Why is accessing a memory aligned buffer more expensive in Linux?

Question

In the below program, I have 2 buffers, one which is 64byte aligned and another, which I am assuming is 16 byte aligned on my 64 Linux host running 2.6.x kernel.

The cache line is 64byte long. So, in this program, I simply access one cache line at a time. I was hoping to see posix_memaligned to be equal if not faster than the non aligned buffer. Here are some metrics

./readMemory 10000000

time taken by posix_memaligned buffer: 293020299 
time taken by standard buffer: 119724294 

./readMemory 100000000

time taken by posix_memaligned buffer: 548849137 
time taken by standard buffer: 211197082 

#include <errno.h>
#include <stdio.h>
#include <stdlib.h>
#include <string.h>
#include <linux/time.h>

void now(struct timespec * t);

int main(int argc, char **argv)
{        
  char *buf;        
  struct timespec st_time, end_time;        
  int runs;        
  if (argc !=2) 
  {
             printf("Usage: ./readMemory <number of runs>\n");                
             exit(1);        
  }        
  errno = 0;        
  runs = strtol(argv[1], NULL, 10);        
  if (errno !=0)        {
            printf("Invalid number of runs: %s \n", argv[1]);
            exit(1);
    }

    int returnVal = -1;

    returnVal = posix_memalign((void **)&buf, 64, 1024);
    if (returnVal != 0)
    {
            printf("error in posix_memaligh\n");
    }

    char tempBuf[64];
    char * temp = buf;

    size_t cpyBytes = 64;

    now(&st_time);
    for(int x=0; x<runs; x++) {
    temp = buf;
    for(int i=0; i < ((1024/64) -1); i+=64)
    {
            memcpy(tempBuf, temp, cpyBytes);
            temp += 64;
    }
    }
    now(&end_time);

    printf("time taken by posix_memaligned buffer: %ld \n", (end_time.tv_nsec - st_time.tv_nsec));

    char buf1[1024];        
    temp = buf1;        
    now(&st_time);        
    for(int x=0; x<runs; x++) 
    {        
      temp = buf1;        
      for(int i=0; i < ((1024/64) -1); i+=64)        
     {                
        memcpy(tempBuf, temp, cpyBytes);                
        temp += 64;        
      }          
    }        
    now(&end_time);        
    printf("time taken by standard buffer: %ld \n", (end_time.tv_nsec - st_time.tv_nsec));
    return 0;
}

void now(struct timespec *tnow)
{
    if(clock_gettime(CLOCK_MONOTONIC_RAW, tnow) <0 )
    {
            printf("error getting time");
            exit(1);
    }
}

The disassembly for first loop is

    movq    -40(%rbp), %rdx        
    movq    -48(%rbp), %rcx        
    leaq    -176(%rbp), %rax
    movq    %rcx, %rsi
    movq    %rax, %rdi
    call    memcpy
    addq    $64, -48(%rbp)
    addl    $64, -20(%rbp)

The disassembly of second loop is

    movq    -40(%rbp), %rdx
    movq    -48(%rbp), %rcx
    leaq    -176(%rbp), %rax
    movq    %rcx, %rsi
    movq    %rax, %rdi
    call    memcpy
    addq    $64, -48(%rbp)
    addl    $64, -4(%rbp)

Answer 1

It's possible that the reason is the relative alignment of the buffers.

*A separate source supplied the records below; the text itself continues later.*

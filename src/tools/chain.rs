//! Blockchain client shared by the executor tools
//!
//! Constructed once from [`ChainSettings`] and handed to tools as an `Arc`.
//! Intent builders only encode calldata; `submit_wrap` is the one path that
//! signs and submits.

use crate::config::ChainSettings;
use crate::error::AdvisorError;
use crate::models::{TransactionIntent, TxData};
use crate::Result;
use ethers::abi::{parse_abi, Abi, Token};
use ethers::prelude::*;
use ethers::utils::{format_ether, parse_ether, to_checksum};
use tracing::{info, warn};

/// Human-readable ABI fragments for the contracts we touch.
const WETH_ABI: &[&str] = &[
    "function deposit() payable",
    "function approve(address guy, uint256 wad) returns (bool)",
];

const AAVE_POOL_ABI: &[&str] = &[
    "function supply(address asset, uint256 amount, address onBehalfOf, uint16 referralCode)",
];

/// Allowance granted to the Aave pool in one approval.
const APPROVAL_AMOUNT_ETH: &str = "10000";

struct ContractBook {
    weth: Address,
    aave_pool: Address,
    weth_abi: Abi,
    aave_pool_abi: Abi,
}

impl ContractBook {
    fn new(settings: &ChainSettings) -> Result<Self> {
        Ok(Self {
            weth: parse_address("WETH_ADDRESS", &settings.weth_address)?,
            aave_pool: parse_address("AAVE_POOL_ADDRESS", &settings.aave_pool_address)?,
            weth_abi: parse_abi(WETH_ABI)
                .map_err(|e| AdvisorError::ConfigError(format!("WETH ABI: {}", e)))?,
            aave_pool_abi: parse_abi(AAVE_POOL_ABI)
                .map_err(|e| AdvisorError::ConfigError(format!("Aave pool ABI: {}", e)))?,
        })
    }
}

pub struct ChainClient {
    provider: Provider<Http>,
    signer: Option<LocalWallet>,
    wallet: Address,
    chain_id: u64,
    contracts: ContractBook,
}

impl ChainClient {
    pub fn new(settings: &ChainSettings) -> Result<Self> {
        let rpc_url = settings.rpc_url.as_deref().ok_or_else(|| {
            AdvisorError::ConfigError(
                "RPC_URL not found (also tried INFURA_URL and ALCHEMY_RPC_URL)".to_string(),
            )
        })?;

        let provider = Provider::<Http>::try_from(rpc_url)
            .map_err(|e| AdvisorError::ConfigError(format!("Invalid RPC_URL: {}", e)))?;

        let wallet = parse_address("MY_ADDRESS", &settings.wallet_address)?;

        let signer = match settings.private_key.as_deref() {
            Some(key) => {
                let signer = key
                    .parse::<LocalWallet>()
                    .map_err(|e| AdvisorError::ConfigError(format!("Invalid PRIVATE_KEY: {}", e)))?
                    .with_chain_id(settings.chain_id);
                if signer.address() != wallet {
                    warn!(
                        signer = %to_checksum(&signer.address(), None),
                        wallet = %to_checksum(&wallet, None),
                        "PRIVATE_KEY does not control MY_ADDRESS"
                    );
                }
                Some(signer)
            }
            None => None,
        };

        Ok(Self {
            provider,
            signer,
            wallet,
            chain_id: settings.chain_id,
            contracts: ContractBook::new(settings)?,
        })
    }

    /// Confirm the node answers and serves the configured chain.
    pub async fn health_check(&self) -> Result<()> {
        let remote = self
            .provider
            .get_chainid()
            .await
            .map_err(|e| AdvisorError::ChainError(format!("RPC unreachable: {}", e)))?;

        if remote != U256::from(self.chain_id) {
            warn!(
                expected = self.chain_id,
                actual = %remote,
                "RPC node serves a different chain"
            );
        }
        info!(chain_id = self.chain_id, "Connected to RPC node");
        Ok(())
    }

    pub fn wallet_address(&self) -> String {
        to_checksum(&self.wallet, None)
    }

    /// Latest-block ETH balance of the wallet, in ether.
    pub async fn balance_eth(&self) -> Result<f64> {
        let wei = self
            .provider
            .get_balance(self.wallet, None)
            .await
            .map_err(|e| AdvisorError::ChainError(e.to_string()))?;

        format_ether(wei)
            .parse::<f64>()
            .map_err(|e| AdvisorError::ChainError(format!("balance conversion: {}", e)))
    }

    /// `WETH.approve(aavePool, 10000 ether)` for the wallet to sign.
    pub fn approve_intent(&self) -> Result<TransactionIntent> {
        let amount = parse_ether(APPROVAL_AMOUNT_ETH)
            .map_err(|e| AdvisorError::ChainError(e.to_string()))?;
        let data = encode_call(
            &self.contracts.weth_abi,
            "approve",
            &[Token::Address(self.contracts.aave_pool), Token::Uint(amount)],
        )?;

        Ok(TransactionIntent::new(
            "正在请求 WETH 授权 (Approve)，请在钱包确认。\n授权成功后，你才能进行存款操作。",
            TxData {
                to: to_checksum(&self.contracts.weth, None),
                data,
                value: "0x0".to_string(),
            },
        ))
    }

    /// `AavePool.supply(WETH, amount, wallet, 0)` for the wallet to sign.
    pub fn supply_intent(&self, amount_str: &str) -> Result<TransactionIntent> {
        let (clean, amount) = parse_amount(amount_str)?;
        let data = encode_call(
            &self.contracts.aave_pool_abi,
            "supply",
            &[
                Token::Address(self.contracts.weth),
                Token::Uint(amount),
                Token::Address(self.wallet),
                Token::Uint(U256::zero()),
            ],
        )?;

        Ok(TransactionIntent::new(
            format!("已准备好存入 {} WETH 到 Aave，请在钱包确认。", clean),
            TxData {
                to: to_checksum(&self.contracts.aave_pool, None),
                data,
                value: "0x0".to_string(),
            },
        ))
    }

    /// Sign and submit `WETH.deposit()` carrying `amount_str` ETH. Returns
    /// the hash as soon as the node accepts the transaction.
    pub async fn submit_wrap(&self, amount_str: &str) -> Result<String> {
        let signer = self.signer.clone().ok_or_else(|| {
            AdvisorError::ConfigError("PRIVATE_KEY not configured".to_string())
        })?;
        let (_, amount) = parse_amount(amount_str)?;
        let data = self
            .contracts
            .weth_abi
            .function("deposit")
            .and_then(|f| f.encode_input(&[]))
            .map_err(|e| AdvisorError::ChainError(e.to_string()))?;

        let client = SignerMiddleware::new(self.provider.clone(), signer);
        let tx = TransactionRequest::new()
            .from(self.wallet)
            .to(self.contracts.weth)
            .value(amount)
            .data(data);

        let pending = client
            .send_transaction(tx, None)
            .await
            .map_err(|e| AdvisorError::ChainError(e.to_string()))?;
        let tx_hash = format!("{:#x}", pending.tx_hash());
        info!(tx_hash = %tx_hash, "Wrap transaction submitted");
        Ok(tx_hash)
    }

    /// Wait for one confirmation of a submitted transaction.
    pub async fn await_receipt(&self, tx_hash: &str) -> Result<()> {
        let hash: H256 = tx_hash
            .parse()
            .map_err(|e| AdvisorError::ChainError(format!("bad tx hash {}: {}", tx_hash, e)))?;

        let receipt = PendingTransaction::new(hash, &self.provider)
            .await
            .map_err(|e| AdvisorError::ChainError(e.to_string()))?;
        match receipt {
            Some(receipt) if receipt.status == Some(U64::from(0)) => Err(AdvisorError::ChainError(
                format!("transaction {} reverted", tx_hash),
            )),
            Some(_) => Ok(()),
            None => {
                warn!(tx_hash = %tx_hash, "Transaction dropped from mempool");
                Err(AdvisorError::ChainError(format!(
                    "transaction {} was dropped",
                    tx_hash
                )))
            }
        }
    }
}

fn parse_address(key: &str, raw: &str) -> Result<Address> {
    raw.trim()
        .parse::<Address>()
        .map_err(|e| AdvisorError::ConfigError(format!("{} is not an address: {}", key, e)))
}

fn encode_call(abi: &Abi, name: &str, args: &[Token]) -> Result<String> {
    let calldata = abi
        .function(name)
        .and_then(|f| f.encode_input(args))
        .map_err(|e| AdvisorError::ChainError(format!("encode {}: {}", name, e)))?;
    Ok(format!("0x{}", hex::encode(calldata)))
}

/// Strip unit suffixes ("0.001 WETH") and convert to wei.
pub fn parse_amount(amount_str: &str) -> Result<(String, U256)> {
    let clean = amount_str
        .to_lowercase()
        .replace("weth", "")
        .replace("eth", "")
        .trim()
        .to_string();

    if clean.is_empty() || clean.starts_with('-') {
        return Err(AdvisorError::InvalidToolInput(format!(
            "'{}' is not a positive amount",
            amount_str
        )));
    }

    let wei = parse_ether(clean.as_str()).map_err(|e| {
        AdvisorError::InvalidToolInput(format!("'{}' is not an amount: {}", amount_str, e))
    })?;
    if wei.is_zero() {
        return Err(AdvisorError::InvalidToolInput(
            "amount must be greater than zero".to_string(),
        ));
    }

    Ok((clean, wei))
}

memcpy works fastest when copying word-aligned data (32/64 bits).
If both buffers are well-aligned, all is OK.
If both buffers are mis-aligned the same way, memcpy handles it by copying a small-prefix byte by byte, then running word by word on the remainder.

But if one buffer is word-aligned and the other isn't, there's no way to have both reads and writes word aligned. So memcpy still works word by word, but one half of the memory accesses are badly aligned.

If both your stack buffers are unaligned the same way (e.g. both addresses are 8*x+2), but the buffer from posix_memalign is aligned, it can explain what you see.

Answer 2

There are a few problems with your benchmark:

• Your run-time is too short, hence you may be seeing a lot of noise/jitter.
• If you have CPU frequency scaling enabled the first loop may be executing before the CPU switches into full/turbo frequency. You need to warm up the CPU first or, better, turn off the frequency scaling during benchmarking.
• You may be observing scheduling because you are not running with real-time priority.
• Each run you get only one sample, you'd need at the very least 30 runs to be in a position to make any kind of scientific judgment (a scientific study with one sample is commonly called an anecdote).